JCOPE, which has drawn much criticism for the degree to which Mr. Cuomo controls it, was forced by a court to vote on the complaint. Normally, how individual commissioners vote is secret. But former JCOPE commissioner Julie Garcia, an appointee of Assembly Speaker Carl Heastie, says Mr. Heastie’s top counsel, Howard Vargas, told her after the meeting that Mr. Cuomo had complained about how the speaker’s appointees had voted.
Ms. Garcia reported the matter. An investigation by the inspector general — which conspicuously did not include interviews with Mr. Cuomo or Mr. Heastie — failed, not surprisingly, to substantiate the leak.
Several Republican JCOPE commissioners have been pressing for an investigation of the leak and the inspector general’s handling of it. But getting an investigation to happen is no easy thing — and it doesn’t seem to help that all the relevant players are members of the same party, in this case, Democrats. Although the governor has an office in New York City, Manhattan District Attorney Cyrus Vance Jr. says the matter isn’t in his jurisdiction. Albany County District Attorney David Soares says he’s focused on gun violence.
If they won’t investigate, there is still a credible possibility — the state’s attorney general. Though also a Democrat, Ms. James showed commendable independence in last month’s release of a report that concluded the Cuomo administration greatly underestimated the number of nursing home residents who had died of COVID -19, information the governor’s office had kept secret for months. Ms. James is now overseeing an investigation into sexual harassment allegations against the governor.

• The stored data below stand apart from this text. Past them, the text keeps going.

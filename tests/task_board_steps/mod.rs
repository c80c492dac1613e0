//! Step definitions for task board scenarios.

pub mod world;
//! Task status and its cyclic transition rule.

use super::ParseTaskStatusError;
use serde::{Deserialize, Serialize};
use std::fmt;

/// Task lifecycle status.
///
/// Statuses advance in a fixed cycle: `todo -> in_progress -> done -> todo`.
/// There is no backward transition and no arbitrary jump; a single action
/// always moves a task to [`TaskStatus::next`].
#[derive(Debug, Clone, Copy, Default, PartialEq, Eq, Hash, Serialize, Deserialize)]
#[serde(rename_all = "snake_case")]
pub enum TaskStatus {
    /// Work has not started.
    #[default]
    Todo,
    /// Work is under way.
    InProgress,
    /// Work is finished.
    Done,
}

impl TaskStatus {
    /// Every status, in cycle order.
    pub const ALL: [Self; 3] = [Self::Todo, Self::InProgress, Self::Done];

    /// Returns the status that follows `self` in the cycle.
    #[must_use]
    pub const fn next(self) -> Self {
        match self {
            Self::Todo => Self::InProgress,
            Self::InProgress => Self::Done,
            Self::Done => Self::Todo,
        }
    }

    /// Returns the canonical storage representation.
    #[must_use]
    pub const fn as_str(self) -> &'static str {
        match self {
            Self::Todo => "todo",
            Self::InProgress => "in_progress",
            Self::Done => "done",
        }
    }

    /// Returns the human-readable label shown next to a task.
    #[must_use]
    pub const fn label(self) -> &'static str {
        match self {
            Self::Todo => "Todo",
            Self::InProgress => "In Progress",
            Self::Done => "Done",
        }
    }

    /// Returns `true` for [`TaskStatus::Done`].
    #[must_use]
    pub const fn is_done(self) -> bool {
        matches!(self, Self::Done)
    }
}

impl TryFrom<&str> for TaskStatus {
    type Error = ParseTaskStatusError;

    fn try_from(value: &str) -> Result<Self, Self::Error> {
        let normalized = value.trim().to_ascii_lowercase();
        match normalized.as_str() {
            "todo" => Ok(Self::Todo),
            "in_progress" => Ok(Self::InProgress),
            "done" => Ok(Self::Done),
            _ => Err(ParseTaskStatusError(value.to_owned())),
        }
    }
}

impl fmt::Display for TaskStatus {
    fn fmt(&self, f: &mut fmt::Formatter<'_>) -> fmt::Result {
        f.write_str(self.label())
    }
}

The hitch here is that Ms. James would need authorization from the governor to conduct a criminal probe in which he himself would be, at the very least, a person of interest.
And yet, as Mr. Cuomo acknowledged in the backlash over the nursing home data, creating a “void” only invites others to fill it with speculation. That’s not hard to do here: For all appearances, Mr. Cuomo has an unethical, possibly illegal, pipeline into a board whose operations are supposed to be largely secret.
Mr. Cuomo, then, has a choice: Let an independent investigation get to the truth, or let New Yorkers fill the void with the most likely conclusion his reluctance leaves.